Oct. 13 (Bloomberg) -- Gold rose to a record in New York and London on speculation that a weakening dollar and faster inflation will boost the appeal of precious metals. Platinum and palladium climbed to the highest prices in more than a year, and silver advanced to its costliest since July 2008.
Bullion, which usually moves inversely to the dollar, is on course for a ninth annual gain after the dollar dropped 6.6 percent this year against a basket of six currencies. Futures reached $1,069.70 an ounce in New York, while spot gold climbed to $1,068.63 in London, surpassing the previous highs on Oct. 8.
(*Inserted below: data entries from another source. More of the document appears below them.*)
//! Series query model.
//!
//! A [`Query`] names one provider time series: symbol, series function and,
//! for intraday series only, the bar interval. The interval's presence is
//! fully determined by the series function; [`Query::validate`] enforces it.

use crate::error::FetchError;
use serde::{Deserialize, Serialize};
use std::fmt;
use std::str::FromStr;

/// Aggregation granularity requested from the provider.
#[derive(Debug, Clone, Copy, PartialEq, Eq, Hash, Serialize, Deserialize)]
#[serde(rename_all = "SCREAMING_SNAKE_CASE")]
pub enum SeriesFunction {
    Daily,
    DailyAdjusted,
    Weekly,
    WeeklyAdjusted,
    Monthly,
    MonthlyAdjusted,
    Intraday,
}

impl SeriesFunction {
    pub const ALL: [SeriesFunction; 7] = [
        Self::Daily,
        Self::DailyAdjusted,
        Self::Weekly,
        Self::WeeklyAdjusted,
        Self::Monthly,
        Self::MonthlyAdjusted,
        Self::Intraday,
    ];

    /// Value of the provider's `function` request parameter.
    pub const fn api_name(self) -> &'static str {
        match self {
            Self::Daily => "TIME_SERIES_DAILY",
            Self::DailyAdjusted => "TIME_SERIES_DAILY_ADJUSTED",
            Self::Weekly => "TIME_SERIES_WEEKLY",
            Self::WeeklyAdjusted => "TIME_SERIES_WEEKLY_ADJUSTED",
            Self::Monthly => "TIME_SERIES_MONTHLY",
            Self::MonthlyAdjusted => "TIME_SERIES_MONTHLY_ADJUSTED",
            Self::Intraday => "TIME_SERIES_INTRADAY",
        }
    }

    /// Short kebab-case name used on the command line.
    pub const fn short_name(self) -> &'static str {
        match self {
            Self::Daily => "daily",
            Self::DailyAdjusted => "daily-adjusted",
            Self::Weekly => "weekly",
            Self::WeeklyAdjusted => "weekly-adjusted",
            Self::Monthly => "monthly",
            Self::MonthlyAdjusted => "monthly-adjusted",
            Self::Intraday => "intraday",
        }
    }

    pub const fn requires_interval(self) -> bool {
        matches!(self, Self::Intraday)
    }

    /// Adjusted series carry adjusted close, dividend and (daily only) split data.
    pub const fn is_adjusted(self) -> bool {
        matches!(
            self,
            Self::DailyAdjusted | Self::WeeklyAdjusted | Self::MonthlyAdjusted
        )
    }
}

impl fmt::Display for SeriesFunction {
    fn fmt(&self, f: &mut fmt::Formatter<'_>) -> fmt::Result {
        f.write_str(self.api_name())
    }
}

impl FromStr for SeriesFunction {
    type Err = FetchError;

    /// Accepts the provider name (`TIME_SERIES_DAILY`) or the short name
    /// (`daily`, `daily-adjusted`, `daily_adjusted`), case-insensitively.
    fn from_str(s: &str) -> Result<Self, Self::Err> {
        let normalized = s.trim().to_ascii_lowercase().replace('_', "-");
        let normalized = normalized
            .strip_prefix("time-series-")
            .unwrap_or(&normalized);
        Self::ALL
            .into_iter()
            .find(|f| f.short_name() == normalized)
            .ok_or_else(|| FetchError::InvalidQuery(format!("unknown series function '{s}'")))
    }
}

/// Intraday bar interval.
#[derive(Debug, Clone, Copy, PartialEq, Eq, Hash, Serialize, Deserialize)]
pub enum Interval {
    #[serde(rename = "1min")]
    OneMinute,
    #[serde(rename = "5min")]
    FiveMinutes,
    #[serde(rename = "15min")]
    FifteenMinutes,
    #[serde(rename = "30min")]
    ThirtyMinutes,
    #[serde(rename = "60min")]
    SixtyMinutes,
}

impl Interval {
    pub const ALL: [Interval; 5] = [
        Self::OneMinute,
        Self::FiveMinutes,
        Self::FifteenMinutes,
        Self::ThirtyMinutes,
        Self::SixtyMinutes,
    ];

    pub const fn as_str(self) -> &'static str {
        match self {
            Self::OneMinute => "1min",
            Self::FiveMinutes => "5min",
            Self::FifteenMinutes => "15min",
            Self::ThirtyMinutes => "30min",
            Self::SixtyMinutes => "60min",
        }
    }
}

impl fmt::Display for Interval {
    fn fmt(&self, f: &mut fmt::Formatter<'_>) -> fmt::Result {
        f.write_str(self.as_str())
    }
}

impl FromStr for Interval {
    type Err = FetchError;

    fn from_str(s: &str) -> Result<Self, Self::Err> {
        let s = s.trim().to_ascii_lowercase();
        Self::ALL
            .into_iter()
            .find(|i| i.as_str() == s)
            .ok_or_else(|| {
                FetchError::InvalidQuery(format!(
                    "unknown interval '{s}' (expected 1min, 5min, 15min, 30min or 60min)"
                ))
            })
    }
}

/// Provider `outputsize` parameter: latest 100 points or the full history.
#[derive(Debug, Clone, Copy, Default, PartialEq, Eq, Hash, Serialize, Deserialize)]
#[serde(rename_all = "lowercase")]
pub enum OutputSize {
    Compact,
    #[default]
    Full,
}

impl OutputSize {
    pub const fn as_str(self) -> &'static str {
        match self {
            Self::Compact => "compact",
            Self::Full => "full",
        }
    }
}

/// One time-series request.
///
/// The symbol is trimmed and uppercased on construction; its character rules
/// are the caller's responsibility.
#[derive(Debug, Clone, PartialEq, Eq, Hash, Serialize, Deserialize)]
pub struct Query {
    pub symbol: String,
    pub function: SeriesFunction,
    pub interval: Option<Interval>,
    pub output_size: OutputSize,
}

impl Query {
    pub fn new(symbol: impl Into<String>, function: SeriesFunction) -> Self {
        Self {
            symbol: symbol.into().trim().to_uppercase(),
            function,
            interval: None,
            output_size: OutputSize::default(),
        }
    }

    /// Intraday query for the given interval.
    pub fn intraday(symbol: impl Into<String>, interval: Interval) -> Self {
        Self::new(symbol, SeriesFunction::Intraday).with_interval(interval)
    }

    pub fn with_interval(mut self, interval: Interval) -> Self {
        self.interval = Some(interval);
        self
    }

    pub fn with_output_size(mut self, output_size: OutputSize) -> Self {
        self.output_size = output_size;
        self
    }

    /// Check the shape invariant: an interval is present iff the series is intraday.
    pub fn validate(&self) -> Result<(), FetchError> {
        match (self.function.requires_interval(), self.interval) {
            (true, None) => Err(FetchError::InvalidQuery(format!(
                "{} requires an interval",
                self.function
            ))),
            (false, Some(interval)) => Err(FetchError::InvalidQuery(format!(
                "{} does not accept an interval (got {interval})",
                self.function
            ))),
            _ => Ok(()),
        }
    }
}

impl fmt::Display for Query {
    fn fmt(&self, f: &mut fmt::Formatter<'_>) -> fmt::Result {
        write!(f, "{} {}", self.symbol, self.function)?;
        if let Some(interval) = self.interval {
            write!(f, " ({interval})")?;
        }
        Ok(())
    }
}

#[cfg(test)]
mod tests {
    use super::*;

    #[test]
    fn symbol_is_normalized() {
        let q = Query::new("  aapl ", SeriesFunction::Daily);
        assert_eq!(q.symbol, "AAPL");
        assert_eq!(q.output_size, OutputSize::Full);
    }

    #[test]
    fn intraday_requires_interval() {
        let q = Query::new("MSFT", SeriesFunction::Intraday);
        assert!(matches!(q.validate(), Err(FetchError::InvalidQuery(_))));

        let q = Query::intraday("MSFT", Interval::FiveMinutes);
        assert!(q.validate().is_ok());
    }

    #[test]
    fn non_intraday_rejects_interval() {
        for function in SeriesFunction::ALL {
            if function.requires_interval() {
                continue;
            }
            assert!(Query::new("IBM", function).validate().is_ok());
            let q = Query::new("IBM", function).with_interval(Interval::OneMinute);
            assert!(q.validate().is_err(), "{function} accepted an interval");
        }
    }

    #[test]
    fn function_parses_short_and_api_names() {
        assert_eq!(
            "daily-adjusted".parse::<SeriesFunction>().unwrap(),
            SeriesFunction::DailyAdjusted
        );
        assert_eq!(
            "TIME_SERIES_MONTHLY_ADJUSTED".parse::<SeriesFunction>().unwrap(),
            SeriesFunction::MonthlyAdjusted
        );
        assert_eq!(
            "weekly_adjusted".parse::<SeriesFunction>().unwrap(),
            SeriesFunction::WeeklyAdjusted
        );
        assert!("hourly".parse::<SeriesFunction>().is_err());
    }

    #[test]
    fn interval_parses() {
        assert_eq!("15min".parse::<Interval>().unwrap(), Interval::FifteenMinutes);
        assert!("2min".parse::<Interval>().is_err());
    }

    #[test]
    fn display_includes_interval() {
        let q = Query::intraday("TSLA", Interval::SixtyMinutes);
        assert_eq!(q.to_string(), "TSLA TIME_SERIES_INTRADAY (60min)");
    }
}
“There’s lots of concern about the weakness in the dollar, and this has been driving gold,” Peter Fertig, the owner of Quantitative Commodity Research Ltd. in Hainburg, Germany, said by phone. “The fear that central bank exit strategies will come too late to prevent inflation is giving support to gold.”
December gold futures gained $8.60, or 0.8 percent, to $1,066.10 an ounce on the New York Mercantile Exchange’s Comex division by 8:41 a.m. local time. The metal has advanced 20 percent this year. Immediate-delivery bullion was 0.7 percent higher at $1,065 in London.
Gold rose in the morning “fixing” in London, used by some mining companies to sell production, to a record $1,064.50 an ounce from $1,058.75 at yesterday’s afternoon fixing.
Record U.S. Debt
“As we start to see more evidence of economic recovery, we might see the momentum catalyst push gold higher,” said Darren Heathcote, head of trading at Investec Bank Ltd. in Sydney.
President Barack Obama has increased U.S. marketable debt to a record as he borrows to reignite growth in the world’s biggest economy. That’s boosted speculation increased money supply will debase the currency and spur inflation.
The Federal Reserve has cut its main interest rate almost to zero and backed asset purchases and credit programs to combat the recession. Chairman Ben S. Bernanke is leading plans to buy mortgage-backed securities, federal agency debt and Treasuries.
U.S. consumer prices will expand 1 percent this quarter and 1.9 percent and 1.8 percent in the following two quarters respectively, according to the median estimate of 66 economists surveyed by Bloomberg.
Oil futures, used by some investors as an inflation guide, gained as much as 1.6 percent to $74.47 a barrel today in New York, after climbing 2.1 percent yesterday. The U.S. Dollar Index, which last week dropped to the lowest level in almost 14 months, was 0.3 percent lower today.